I can hardly find anybody influenced by Freddie's piano style. Only Brian during 'No One But You', but that was on purpose as he said. Axl's style sounds much more Elton John or Billy Joel to me. Dizzy's style is a little more similar to Freddie, but I don't think there's any connection in there.

Again, I find a good reason for other bands not recording Queen covers was the hard task of compiting with the original, or to make it similar. While a Kiss song is more or less easy to reproduce by any band, I doubt any band can regularly make all sorts of things like the solo of Who Needs You, the gospel choir of Somebody To Love, the piano of Millionaire Waltz and the guitar orchestras of Procession. Queen of course is not the only band with that advantage: I don't think there's any group able to do a proper Jethro Tull cover. While the styles of virtualyl every famous guitar player (from George Harrison to Steve Vai) has been imitated and even improved, very few people has attemped to have Freddie's versatile piano skills or accomplished polyphonic vocal arrangements.
1.PD 29 Jun 2003 07:42
> I think we talk all time about the origin of some queen trademarks,
> and found most of them on the fab four,
Most of Queen trademarks can be found in the music of the era they grew up in and what the Beatles were a prominent part of. Beatles's music also happen to feature many of these trademarks the later in their carrier the more. For example the changing arrangement (between the same sections) whose origin can be found in the pre-Beatles era, and became a favorized technique for the Beatles too (not right from the start though), and Queen too.

> I think Slash's guitar arrangements are more influenced by Queen than Led Zeppelin.
In the Appetite days his arrangements were simple, the few tricky things must have been influenced by the studio producer regarding that Slash didn't had much experience in the studio. Slash mainly wrote solos and some riffs that's all. In the "Illusion" days he must have much more experience to write tad more sophisticated arrangements, but to find DISTINCT Queen influences in them: I say no. Page by the way also did multilayer rhythm guitar arrangements.

> Estranged is a nice example.
Estranged is nice but IMO not an example that necessarily shows direct Queen influence on them. Can't excluse it though. In sogwriting point of view it's definitely closer to Queen than to Zeppelin despite the latter band having written much more long "epics" than Queen.

> Nuno's style was a lot more Van Halenesque. As he said, Brian thought
> him what not to play.
I think this influence is working on a subtle level. And Nuno's style is rather different from Brian's.

> I think the 'Love Of My Life' guitar choirs are arranged and played by Brian himself.
Yep, I also think so, but it does not proves anything about Queen influences. More than words shows subtle Queen influences in the way how much lead melody work is compressed into that one. Remarkably non-repetitive for it's genre.

> I find Duff's bass-playing on 'Sweet Child' and 'Paradise' (his song after all)
> similar to John's melodic style.
Duff was an "ultimate" rock-bass player on Appetite.
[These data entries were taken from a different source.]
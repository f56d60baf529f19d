//! Data access layer

pub mod memory;
pub mod user;

pub use memory::InMemoryUserRepository;
pub use user::{NewUser, PgUserRepository, RepositoryError, UserRecord, UserRepository};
I can't see DISTINCT John influence on him. Duff was using plectrum, and his basslines were melodic in a different way from John's style.
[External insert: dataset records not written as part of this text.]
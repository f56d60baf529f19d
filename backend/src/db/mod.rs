//! Database connection and pool management

use anyhow::Result;
use sqlx::postgres::{PgConnectOptions, PgPool, PgPoolOptions};
use std::str::FromStr;
use std::time::Duration;
use tracing::info;

/// Pool settings
pub struct DbConfig {
    pub url: String,
    pub max_connections: u32,
    pub min_connections: u32,
    pub acquire_timeout_secs: u64,
    pub idle_timeout_secs: u64,
    pub max_lifetime_secs: u64,
}

impl Default for DbConfig {
    fn default() -> Self {
        Self {
            url: String::new(),
            max_connections: 10,
            min_connections: 1,
            acquire_timeout_secs: 30,
            idle_timeout_secs: 600,      // 10 minutes
            max_lifetime_secs: 1800,     // 30 minutes
        }
    }
}

/// Create a PostgreSQL connection pool
pub async fn create_pool(database_url: &str, max_connections: u32) -> Result<PgPool> {
    let config = DbConfig {
        url: database_url.to_string(),
        max_connections,
        ..Default::default()
    };
    create_pool_with_config(&config).await
}

/// Create a PostgreSQL connection pool with custom configuration
pub async fn create_pool_with_config(config: &DbConfig) -> Result<PgPool> {
    let connect_options = PgConnectOptions::from_str(&config.url)?.application_name("authflow");

    let pool = PgPoolOptions::new()
        .max_connections(config.max_connections)
        .min_connections(config.min_connections)
        .acquire_timeout(Duration::from_secs(config.acquire_timeout_secs))
        .idle_timeout(Duration::from_secs(config.idle_timeout_secs))
        .max_lifetime(Duration::from_secs(config.max_lifetime_secs))
        .test_before_acquire(true)
        .connect_with(connect_options)
        .await?;

    info!(
        max = config.max_connections,
        min = config.min_connections,
        "Database pool created"
    );

    Ok(pool)
}

/// Run database migrations
pub async fn run_migrations(pool: &PgPool) -> Result<()> {
    info!("Running database migrations...");
    sqlx::migrate!("./migrations").run(pool).await?;
    info!("Database migrations completed successfully");
    Ok(())
}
> Axl made a huge deal because he had made five additional layers of vocals
> recording 'Paradise City',
Lot of things like that must have been influenced by the studio producer.

> even Bee Gees hardly ever recorded more than one voice per brother.
Some bands did, others not.


> I think that's the only band that could have done Bo Rhap
> exactly the same (although now I doubt that they could make
> Roger's notes).
In terms of range a lot of bands or individual singers would be able to do the BohRhap choirs. The real tricky thing was to compose and arrange them. That's a no-one-but-Mercury thing. I mean: many people can write nice/great vocal arrangements, but BohRap was so different from other's style, and that kind of cleverness is simple beyond many arrangers and songwriters...


> I can hardly find anybody influenced by Freddie's piano style.
These influences work usually too subtly to sense them on the surface.

> Axl's style sounds much more Elton John or Billy Joel to me.
Axl's style must have been pretty much influenced by his limited skills on the piano IMO.


> Dizzy's style is a little more similar to Freddie, but I don't
> think there's any connection in there.
I think we should not search Queen influences EVERYWHERE. Maybe in the works of admittedly Queen influenced bands/artists like Def Leppard.


> Again, I find a good reason for other bands not recording Queen covers
> was the hard task of compiting with the original, or to make it similar.
That's very true. Other reasons:
the relative low number of good transcriptions, and any "complete" issue.
The trend was started too late (Metallica - Stone Cold Crazy).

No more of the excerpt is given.